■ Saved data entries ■
****************

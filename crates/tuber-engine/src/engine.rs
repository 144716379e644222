//! Template engine based on MiniJinja

use std::borrow::Cow;
use std::collections::BTreeMap;

use minijinja::{Environment, UndefinedBehavior};
use once_cell::sync::Lazy;
use regex::Regex;

use crate::error::{EngineError, Result, TemplateError};
use crate::filters;

/// Separator used when joining the documents of one manifest group
pub const DOCUMENT_SEPARATOR: &str = "\n---\n";

/// `{{.var}}` / `{{- .var -}}` placeholders from older manifests
static LEGACY_PLACEHOLDER: Lazy<Regex> = Lazy::new(|| {
    Regex::new(r"\{\{(-?)\s*\.([A-Za-z_][A-Za-z0-9_]*)\s*(-?)\}\}")
        .expect("legacy placeholder pattern is valid")
});

/// Template engine builder
pub struct EngineBuilder {
    strict_mode: bool,
    legacy_placeholders: bool,
}

impl Default for EngineBuilder {
    fn default() -> Self {
        Self::new()
    }
}

impl EngineBuilder {
    pub fn new() -> Self {
        Self {
            strict_mode: true,
            legacy_placeholders: true,
        }
    }

    /// Set strict mode (fail on undefined variables)
    pub fn strict(mut self, strict: bool) -> Self {
        self.strict_mode = strict;
        self
    }

    /// Accept `{{.var}}` placeholders alongside `{{ var }}`
    pub fn legacy_placeholders(mut self, enabled: bool) -> Self {
        self.legacy_placeholders = enabled;
        self
    }

    pub fn build(self) -> Engine {
        Engine {
            strict_mode: self.strict_mode,
            legacy_placeholders: self.legacy_placeholders,
        }
    }
}

/// Interpolates manifest text with a flat string variable map
pub struct Engine {
    strict_mode: bool,
    legacy_placeholders: bool,
}

impl Default for Engine {
    fn default() -> Self {
        EngineBuilder::new().build()
    }
}

impl Engine {
    pub fn builder() -> EngineBuilder {
        EngineBuilder::new()
    }

    fn create_environment(&self) -> Environment<'static> {
        let mut env = Environment::new();

        if self.strict_mode {
            env.set_undefined_behavior(UndefinedBehavior::Strict);
        } else {
            env.set_undefined_behavior(UndefinedBehavior::Lenient);
        }
        // Manifests are stored byte-for-byte, keep their final newline
        env.set_keep_trailing_newline(true);

        env.add_filter("b64encode", filters::b64encode);
        env.add_filter("b64decode", filters::b64decode);
        env.add_filter("quote", filters::quote);
        env.add_filter("squote", filters::squote);
        env.add_filter("trimprefix", filters::trimprefix);
        env.add_filter("trimsuffix", filters::trimsuffix);

        env
    }

    /// Render a single template string
    pub fn render_string(
        &self,
        template: &str,
        vars: &BTreeMap<String, String>,
        template_name: &str,
    ) -> Result<String> {
        let source = if self.legacy_placeholders {
            rewrite_legacy_placeholders(template)
        } else {
            Cow::Borrowed(template)
        };

        let known: Vec<&str> = vars.keys().map(String::as_str).collect();
        let to_error = |e: minijinja::Error| {
            EngineError::Template(TemplateError::from_minijinja(
                e,
                template_name,
                &source,
                &known,
            ))
        };

        let mut env = self.create_environment();
        env.add_template_owned(template_name.to_string(), source.to_string())
            .map_err(to_error)?;
        let tmpl = env.get_template(template_name).map_err(to_error)?;

        tmpl.render(vars).map_err(to_error)
    }

    /// Join a group of manifest documents and render them as one template
    ///
    /// An empty group renders to an empty string.
    pub fn render_group(
        &self,
        documents: &[String],
        vars: &BTreeMap<String, String>,
        group_name: &str,
    ) -> Result<String> {
        if documents.is_empty() {
            return Ok(String::new());
        }
        let joined = documents.join(DOCUMENT_SEPARATOR);
        self.render_string(&joined, vars, group_name)
    }
}

/// Rewrite `{{.var}}` into `{{ var }}`, keeping whitespace-trim markers
pub fn rewrite_legacy_placeholders(template: &str) -> Cow<'_, str> {
    LEGACY_PLACEHOLDER.replace_all(template, "{{${1} ${2} ${3}}}")
}
//! Durable app records
//!
//! The release pipeline only reads an app by name and saves it back. Backends:
//! - **ConfigMap** (default): one ConfigMap per app in the control namespace
//! - **File**: one JSON file per app (local development and tests)
//! - **Mock**: in memory, with operation counts and failure injection

mod configmap;
mod file;
mod mock;

pub use configmap::ConfigMapStore;
pub use file::FileStore;
pub use mock::{MockAppStore, StoreCounts};

use std::sync::Arc;

use async_trait::async_trait;
use tuber_core::App;

use crate::error::{KubeError, Result};

/// Get/save of app records by name
///
/// Implementations must be Send + Sync for use across async tasks.
#[async_trait]
pub trait AppStore: Send + Sync {
    /// Load an app; a missing record is [`KubeError::AppNotFound`]
    async fn get(&self, name: &str) -> Result<App>;

    /// Create or replace the record for `app.name`
    async fn save(&self, app: &App) -> Result<()>;

    async fn exists(&self, name: &str) -> Result<bool> {
        match self.get(name).await {
            Ok(_) => Ok(true),
            Err(KubeError::AppNotFound(_)) => Ok(false),
            Err(e) => Err(e),
        }
    }
}

#[async_trait]
impl<T: AppStore + ?Sized> AppStore for Arc<T> {
    async fn get(&self, name: &str) -> Result<App> {
        (**self).get(name).await
    }

    async fn save(&self, app: &App) -> Result<()> {
        (**self).save(app).await
    }
}

pub(crate) fn encode_app(app: &App) -> Result<String> {
    Ok(serde_json::to_string(app)?)
}

pub(crate) fn decode_app(name: &str, data: &str) -> Result<App> {
    serde_json::from_str(data)
        .map_err(|e| KubeError::Storage(format!("corrupt record for app '{}': {}", name, e)))
}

****************

■ PROBLEM TO WORK ON ■
Check the data for lines with "documents" and give only their number.

■ RESPONSE TO THE EXERCISE ■
5